The University Faculty Council Executive Committee, including McRobbie, Applegate and the heads of the faculty governance legislative bodies at all seven campuses, meets regularly but virtually by videoconference to coordinate faculty governance in universitywide matters. Three standing council committees are devoted to recommending honorary degrees, consulting with the administration about budgetary affairs, and reviewing policies that affect the academic mission of the university and the working conditions of the faculty.
Once upon a time, the University Faculty Council had many more standing committees. Today, much of our work is done through task forces instead. Unlike a standing committee, a task force has a finite lifespan and a specific charge. Faculty members are appointed to each ad-hoc group based on their interest and relevant experience.
Today the University Faculty Council has three task forces at work.
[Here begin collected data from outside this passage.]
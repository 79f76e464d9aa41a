//! Event dispatcher and autosave task.
//!
//! The core [`LifecycleBinding`] is not thread-safe and all of its I/O is
//! blocking.  This module adapts it to the async daemon:
//!
//! - The binding lives behind `Arc<std::sync::Mutex<...>>` ([`SharedBinding`]).
//! - Every operation runs inside `tokio::task::spawn_blocking`, holding the
//!   mutex for the duration of the file I/O, so a slow disk never stalls the
//!   async worker threads.
//! - A single dispatcher task consumes [`SessionEvent`]s one at a time, so
//!   join/leave for the same session are applied in arrival order.
//! - The autosave task takes the same mutex for `save_all`, so it never
//!   interleaves with a half-finished join or leave.
//!
//! ```text
//! stdin thread ──mpsc──► run_dispatcher ──spawn_blocking──► Mutex<LifecycleBinding>
//!                                                                   ▲
//! autosave ticker ───────────────────spawn_blocking─────────────────┘
//! ```

use std::sync::{
    atomic::{AtomicBool, Ordering},
    Arc, Mutex,
};
use std::time::Duration;

use confreg_core::{Activation, Deactivation, LifecycleBinding, StoreError};
use thiserror::Error;
use tokio::sync::mpsc;
use tokio::task::JoinHandle;
use tracing::{error, info, warn};
use uuid::Uuid;

use crate::events::SessionEvent;

/// The lifecycle binding shared between the dispatcher and autosave tasks.
pub type SharedBinding = Arc<Mutex<LifecycleBinding<Uuid>>>;

/// Wraps `binding` for sharing across tasks.
pub fn shared(binding: LifecycleBinding<Uuid>) -> SharedBinding {
    Arc::new(Mutex::new(binding))
}

/// Error type for dispatcher operations.
#[derive(Debug, Error)]
pub enum DispatchError {
    /// A previous holder of the binding mutex panicked.
    #[error("session binding mutex poisoned")]
    Poisoned,

    /// The blocking task running the operation panicked or was cancelled.
    #[error("blocking task failed: {0}")]
    Join(#[from] tokio::task::JoinError),

    /// Saving a store failed.
    #[error(transparent)]
    Store(#[from] StoreError),
}

/// What handling one event did.
#[derive(Debug, Clone, Copy, PartialEq, Eq)]
pub enum EventOutcome {
    Activated(Activation),
    Deactivated(Deactivation),
    SavedAll,
}

/// Running totals kept by [`run_dispatcher`].
#[derive(Debug, Clone, Copy, Default, PartialEq, Eq)]
pub struct DispatchStats {
    pub activated: u64,
    pub already_active: u64,
    pub activation_failures: u64,
    pub deactivated: u64,
    pub save_failures: u64,
    pub not_active: u64,
    pub save_all_runs: u64,
    pub errors: u64,
}

impl DispatchStats {
    fn record(&mut self, outcome: EventOutcome) {
        match outcome {
            EventOutcome::Activated(Activation::Registered) => self.activated += 1,
            EventOutcome::Activated(Activation::AlreadyActive) => self.already_active += 1,
            EventOutcome::Activated(Activation::Failed) => self.activation_failures += 1,
            EventOutcome::Deactivated(Deactivation::Saved) => self.deactivated += 1,
            EventOutcome::Deactivated(Deactivation::SaveFailed) => {
                self.deactivated += 1;
                self.save_failures += 1;
            }
            EventOutcome::Deactivated(Deactivation::NotActive) => self.not_active += 1,
            EventOutcome::SavedAll => self.save_all_runs += 1,
        }
    }
}

/// Runs `f` against the locked binding on the blocking thread pool.
async fn with_binding<T, F>(binding: &SharedBinding, f: F) -> Result<T, DispatchError>
where
    F: FnOnce(&mut LifecycleBinding<Uuid>) -> T + Send + 'static,
    T: Send + 'static,
{
    let binding = Arc::clone(binding);
    tokio::task::spawn_blocking(move || -> Result<T, DispatchError> {
        let mut guard = binding.lock().map_err(|_| DispatchError::Poisoned)?;
        Ok(f(&mut *guard))
    })
    .await?
}

/// Applies one session event to the binding.
///
/// # Errors
///
/// [`DispatchError`] if the mutex is poisoned, the blocking task fails, or a
/// `SaveAll` hits a store that cannot be saved.  Join/leave failures are not
/// errors here; they are reported by the binding and show up in the outcome.
pub async fn handle_event(
    binding: &SharedBinding,
    event: SessionEvent,
) -> Result<EventOutcome, DispatchError> {
    match event {
        SessionEvent::Joined(id) => {
            let activation = with_binding(binding, move |b| b.on_activate(id)).await?;
            Ok(EventOutcome::Activated(activation))
        }
        SessionEvent::Left(id) => {
            let deactivation = with_binding(binding, move |b| b.on_deactivate(&id)).await?;
            Ok(EventOutcome::Deactivated(deactivation))
        }
        SessionEvent::SaveAll => {
            save_all(binding).await?;
            Ok(EventOutcome::SavedAll)
        }
    }
}

/// Consumes events until every sender is dropped.  Returns the final totals.
///
/// Errors from individual events are logged and counted; they never stop
/// the loop.
pub async fn run_dispatcher(
    binding: SharedBinding,
    mut events: mpsc::Receiver<SessionEvent>,
) -> DispatchStats {
    let mut stats = DispatchStats::default();
    while let Some(event) = events.recv().await {
        match handle_event(&binding, event).await {
            Ok(outcome) => stats.record(outcome),
            Err(e) => {
                error!(?event, "session event failed: {e}");
                stats.errors += 1;
            }
        }
    }
    info!(?stats, "session event stream ended");
    stats
}

/// Saves every open store.
///
/// # Errors
///
/// The first [`StoreError`] encountered, wrapped in [`DispatchError::Store`].
pub async fn save_all(binding: &SharedBinding) -> Result<(), DispatchError> {
    with_binding(binding, |b| b.registry().save_all()).await??;
    Ok(())
}

/// Saves and closes every open store.  Returns the number of failed saves.
///
/// # Errors
///
/// [`DispatchError::Poisoned`] or [`DispatchError::Join`].
pub async fn shutdown(binding: &SharedBinding) -> Result<usize, DispatchError> {
    with_binding(binding, |b| b.deactivate_all()).await
}

/// Spawns a task that calls [`save_all`] every `interval` while `running` is set.
///
/// The first save happens one full interval after the call.  A failed save is
/// logged and retried on the next tick.
pub fn spawn_autosave(
    binding: SharedBinding,
    interval: Duration,
    running: Arc<AtomicBool>,
) -> JoinHandle<()> {
    tokio::spawn(async move {
        let mut ticker = tokio::time::interval_at(tokio::time::Instant::now() + interval, interval);
        ticker.set_missed_tick_behavior(tokio::time::MissedTickBehavior::Delay);
        loop {
            ticker.tick().await;
            if !running.load(Ordering::Relaxed) {
                break;
            }
            match save_all(&binding).await {
                Ok(()) => {}
                Err(e) => warn!("autosave failed: {e}"),
            }
        }
        info!("autosave stopped");
    })
}

#[cfg(test)]
mod tests {
    use super::*;
    use confreg_core::ConfigRegistry;
    use tempfile::TempDir;

    fn binding() -> (TempDir, SharedBinding) {
        let dir = TempDir::new().expect("create temp dir");
        let mut registry = ConfigRegistry::new(dir.path());
        registry.add_default("volume", 100);
        (dir, shared(LifecycleBinding::new(registry)))
    }

    #[test]
    fn test_stats_record_counts_save_failure_as_deactivation() {
        let mut stats = DispatchStats::default();
        stats.record(EventOutcome::Deactivated(Deactivation::SaveFailed));
        assert_eq!(stats.deactivated, 1);
        assert_eq!(stats.save_failures, 1);
    }

    #[tokio::test]
    async fn test_handle_join_then_leave() {
        let (dir, binding) = binding();
        let id = Uuid::new_v4();

        let joined = handle_event(&binding, SessionEvent::Joined(id)).await.unwrap();
        let left = handle_event(&binding, SessionEvent::Left(id)).await.unwrap();

        assert_eq!(joined, EventOutcome::Activated(Activation::Registered));
        assert_eq!(left, EventOutcome::Deactivated(Deactivation::Saved));
        let content = std::fs::read_to_string(dir.path().join(format!("{id}.yml"))).unwrap();
        assert_eq!(content, "volume: 100\n");
    }

    #[tokio::test]
    async fn test_handle_leave_for_unknown_session() {
        let (_dir, binding) = binding();
        let outcome = handle_event(&binding, SessionEvent::Left(Uuid::new_v4()))
            .await
            .unwrap();
        assert_eq!(outcome, EventOutcome::Deactivated(Deactivation::NotActive));
    }

    #[tokio::test]
    async fn test_save_all_keeps_sessions_open() {
        let (dir, binding) = binding();
        let id = Uuid::new_v4();
        handle_event(&binding, SessionEvent::Joined(id)).await.unwrap();

        let outcome = handle_event(&binding, SessionEvent::SaveAll).await.unwrap();

        assert_eq!(outcome, EventOutcome::SavedAll);
        assert!(binding.lock().unwrap().registry().is_registered(&id));
        let content = std::fs::read_to_string(dir.path().join(format!("{id}.yml"))).unwrap();
        assert!(content.contains("volume: 100"));
    }

    #[tokio::test]
    async fn test_poisoned_mutex_is_reported() {
        let (_dir, binding) = binding();
        let poisoner = Arc::clone(&binding);
        let _ = std::thread::spawn(move || {
            let _guard = poisoner.lock().unwrap();
            panic!("poison the binding mutex");
        })
        .join();

        let err = handle_event(&binding, SessionEvent::SaveAll).await.unwrap_err();

        assert!(matches!(err, DispatchError::Poisoned));
    }
}
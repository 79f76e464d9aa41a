//! File-backed configuration stores.
//!
//! - `config_store` – [`ConfigStore`], one YAML file and its in-memory copy.
//! - `file_name`    – Canonical-extension handling and path resolution.
//! - `error`        – [`StoreError`], shared by stores and registries.

pub mod config_store;
pub mod error;
pub mod file_name;

pub use config_store::ConfigStore;
pub use error::StoreError;
pub use file_name::CANONICAL_EXTENSION;
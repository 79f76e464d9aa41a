//! confreg-daemon library entry point.
//!
//! Re-exports all public modules so that integration tests in `tests/`
//! and the binary entry point in `main.rs` share the same module tree.
//!
//! - **`settings`** – TOML settings file: base directory, template, autosave
//!   interval, log level, and the default values every session file gets.
//! - **`events`**   – The session event source: parses `join <uuid>` /
//!   `leave <uuid>` / `save` lines and forwards them over a channel.
//! - **`dispatch`** – Consumes session events one at a time and drives the
//!   shared [`confreg_core::LifecycleBinding`]; also runs periodic autosave.

pub mod dispatch;
pub mod events;
pub mod settings;
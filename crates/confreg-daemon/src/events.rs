//! Session event source: a line protocol on standard input.
//!
//! The host application (or an operator, or a test harness) writes one
//! command per line:
//!
//! ```text
//! join  6f1c2a4e-2b7d-4d59-9a61-3f0c1c8e9b10   # session became active
//! leave 6f1c2a4e-2b7d-4d59-9a61-3f0c1c8e9b10   # session became inactive
//! save                                          # save every open session now
//! ```
//!
//! Blank lines and lines starting with `#` are ignored.  Malformed lines are
//! logged with `warn!` and skipped so one typo does not stop the daemon.
//!
//! # Threading
//!
//! Reading standard input is blocking, so the reader runs on a dedicated OS
//! thread and hands parsed events to the async dispatcher through a bounded
//! `tokio::sync::mpsc` channel.  The thread exits at end of input or when the
//! dispatcher drops its receiver.

use std::io::{self, BufRead};
use std::thread::JoinHandle;

use thiserror::Error;
use tokio::sync::mpsc;
use tracing::{debug, info, warn};
use uuid::Uuid;

/// Capacity of the channel between the event source and the dispatcher.
pub const EVENT_CHANNEL_CAPACITY: usize = 64;

/// A lifecycle notification for one session.
#[derive(Debug, Clone, Copy, PartialEq, Eq)]
pub enum SessionEvent {
    /// The session became active: open (or create) its config file.
    Joined(Uuid),
    /// The session became inactive: save and close its config file.
    Left(Uuid),
    /// Save every open config file without closing any.
    SaveAll,
}

/// Why a line could not be turned into a [`SessionEvent`].
#[derive(Debug, Error, PartialEq, Eq)]
pub enum ParseEventError {
    #[error("unknown command `{0}` (expected join, leave or save)")]
    UnknownCommand(String),

    #[error("`{0}` needs a session UUID")]
    MissingIdentity(String),

    #[error("invalid session UUID `{input}`: {reason}")]
    InvalidIdentity { input: String, reason: String },

    #[error("unexpected trailing input `{0}`")]
    TrailingInput(String),
}

/// Parses one protocol line.
///
/// Returns `Ok(None)` for blank and comment lines.
///
/// # Errors
///
/// A [`ParseEventError`] describing the first problem found.
pub fn parse_line(line: &str) -> Result<Option<SessionEvent>, ParseEventError> {
    let line = line.trim();
    if line.is_empty() || line.starts_with('#') {
        return Ok(None);
    }

    let mut words = line.split_whitespace();
    let command = words.next().unwrap_or_default();
    let argument = words.next();
    if let Some(extra) = words.next() {
        return Err(ParseEventError::TrailingInput(extra.to_string()));
    }

    let event = match command.to_ascii_lowercase().as_str() {
        "join" => SessionEvent::Joined(parse_identity(command, argument)?),
        "leave" => SessionEvent::Left(parse_identity(command, argument)?),
        "save" => match argument {
            None => SessionEvent::SaveAll,
            Some(extra) => return Err(ParseEventError::TrailingInput(extra.to_string())),
        },
        _ => return Err(ParseEventError::UnknownCommand(command.to_string())),
    };
    Ok(Some(event))
}

fn parse_identity(command: &str, argument: Option<&str>) -> Result<Uuid, ParseEventError> {
    let input = argument.ok_or_else(|| ParseEventError::MissingIdentity(command.to_string()))?;
    Uuid::parse_str(input).map_err(|e| ParseEventError::InvalidIdentity {
        input: input.to_string(),
        reason: e.to_string(),
    })
}

/// Reads lines from `reader` and forwards parsed events to `tx`.
///
/// Stops at end of input, on a read error, or when the receiver is gone.
/// Returns the number of events forwarded.
///
/// Must be called from a plain OS thread, not from inside the async runtime,
/// because it uses `blocking_send`.
pub fn forward_lines<R: BufRead>(reader: R, tx: &mpsc::Sender<SessionEvent>) -> usize {
    let mut forwarded = 0;
    for (index, line) in reader.lines().enumerate() {
        let line = match line {
            Ok(line) => line,
            Err(e) => {
                warn!("stopped reading session events: {e}");
                break;
            }
        };
        match parse_line(&line) {
            Ok(Some(event)) => {
                debug!(?event, "session event received");
                if tx.blocking_send(event).is_err() {
                    debug!("dispatcher gone; event source stopping");
                    break;
                }
                forwarded += 1;
            }
            Ok(None) => {}
            Err(e) => warn!(line = index + 1, "ignoring malformed session event: {e}"),
        }
    }
    forwarded
}

/// Spawns the standard-input reader thread.
///
/// # Errors
///
/// Returns an I/O error if the OS refuses to create the thread.
pub fn spawn_stdin_source(tx: mpsc::Sender<SessionEvent>) -> io::Result<JoinHandle<()>> {
    std::thread::Builder::new()
        .name("confreg-stdin".to_string())
        .spawn(move || {
            let forwarded = forward_lines(io::stdin().lock(), &tx);
            info!(forwarded, "session event input closed");
        })
}

#[cfg(test)]
mod tests {
    use super::*;

    const ID: &str = "6f1c2a4e-2b7d-4d59-9a61-3f0c1c8e9b10";

    fn id() -> Uuid {
        Uuid::parse_str(ID).unwrap()
    }

    // ── parse_line ────────────────────────────────────────────────────────────

    #[test]
    fn test_parse_join_and_leave() {
        assert_eq!(parse_line(&format!("join {ID}")), Ok(Some(SessionEvent::Joined(id()))));
        assert_eq!(parse_line(&format!("leave {ID}")), Ok(Some(SessionEvent::Left(id()))));
    }

    #[test]
    fn test_parse_is_case_insensitive_and_trims() {
        assert_eq!(
            parse_line(&format!("  JOIN   {ID}  ")),
            Ok(Some(SessionEvent::Joined(id())))
        );
    }

    #[test]
    fn test_parse_save() {
        assert_eq!(parse_line("save"), Ok(Some(SessionEvent::SaveAll)));
    }

    #[test]
    fn test_parse_blank_and_comment_lines_are_skipped() {
        assert_eq!(parse_line(""), Ok(None));
        assert_eq!(parse_line("   "), Ok(None));
        assert_eq!(parse_line("# join later"), Ok(None));
    }

    #[test]
    fn test_parse_unknown_command() {
        assert_eq!(
            parse_line("kick someone"),
            Err(ParseEventError::UnknownCommand("kick".to_string()))
        );
    }

    #[test]
    fn test_parse_missing_identity() {
        assert_eq!(
            parse_line("join"),
            Err(ParseEventError::MissingIdentity("join".to_string()))
        );
    }

    #[test]
    fn test_parse_invalid_identity() {
        let err = parse_line("leave not-a-uuid").unwrap_err();
        assert!(matches!(
            err,
            ParseEventError::InvalidIdentity { ref input, .. } if input == "not-a-uuid"
        ));
    }

    #[test]
    fn test_parse_trailing_input() {
        assert_eq!(
            parse_line(&format!("join {ID} extra")),
            Err(ParseEventError::TrailingInput("extra".to_string()))
        );
        assert_eq!(
            parse_line("save now"),
            Err(ParseEventError::TrailingInput("now".to_string()))
        );
    }

    // ── forward_lines ─────────────────────────────────────────────────────────

    #[test]
    fn test_forward_lines_skips_malformed_and_forwards_valid() {
        // Arrange
        let input = format!("join {ID}\nbogus\n\n# comment\nsave\nleave {ID}\n");
        let (tx, mut rx) = mpsc::channel(EVENT_CHANNEL_CAPACITY);

        // Act
        let forwarded = forward_lines(input.as_bytes(), &tx);

        // Assert
        assert_eq!(forwarded, 3);
        assert_eq!(rx.try_recv(), Ok(SessionEvent::Joined(id())));
        assert_eq!(rx.try_recv(), Ok(SessionEvent::SaveAll));
        assert_eq!(rx.try_recv(), Ok(SessionEvent::Left(id())));
        assert!(rx.try_recv().is_err());
    }

    #[test]
    fn test_forward_lines_stops_when_receiver_dropped() {
        let (tx, rx) = mpsc::channel(EVENT_CHANNEL_CAPACITY);
        drop(rx);

        let forwarded = forward_lines(format!("join {ID}\nsave\n").as_bytes(), &tx);

        assert_eq!(forwarded, 0);
    }
}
The Non-Tenure-Track Taskforce is considering adding a third tier for the lecturer rank, to parallel the tenure-stream and clinical professorial ranks. The campuses considering the issue have strongly favored the change, but there remains vigorous disagreement on the title. The task force charge is to propose a universitywide policy that builds on conversations that have happened on several campuses already.
Another task force is looking into university regulations on consensual relationships. In the #MeToo era, it is time to re-evaluate the Code of Academic Ethics as it applies to consensual romantic or sexual relationships between faculty and students, staff or junior faculty. The task force will consider whether the current regulations at IU are enough.
Finally, a newly formed task force is exploring alternatives to the current student course evaluation system at IU. Research suggests that commonly used forms of course evaluation tend to be biased against women and minorities. Further, existing course evaluation systems may not be measuring the most important things about good teaching. (Ratings of instructors’ “hotness” are not pedagogically useful.) We have been inundated with faculty wanting to serve on this task force.
Although the University Faculty Council rarely makes the headlines, its work affects the lives of faculty and students on every campus. Although every IU campus has its own faculty council or senate, IU is one university with a commitment to academic freedom and shared governance from top to bottom and vice-versa. Respect for shared governance between faculty and administration is a part of the genius of IU, and we, the faculty co-chairs of the University Faculty Council, are happy to be a part of that.
Moira Marsh is president of the Bloomington Faculty Council; John Watson is president of the IUPUI Faculty Council; and Joe Wert is regional campus co-chair.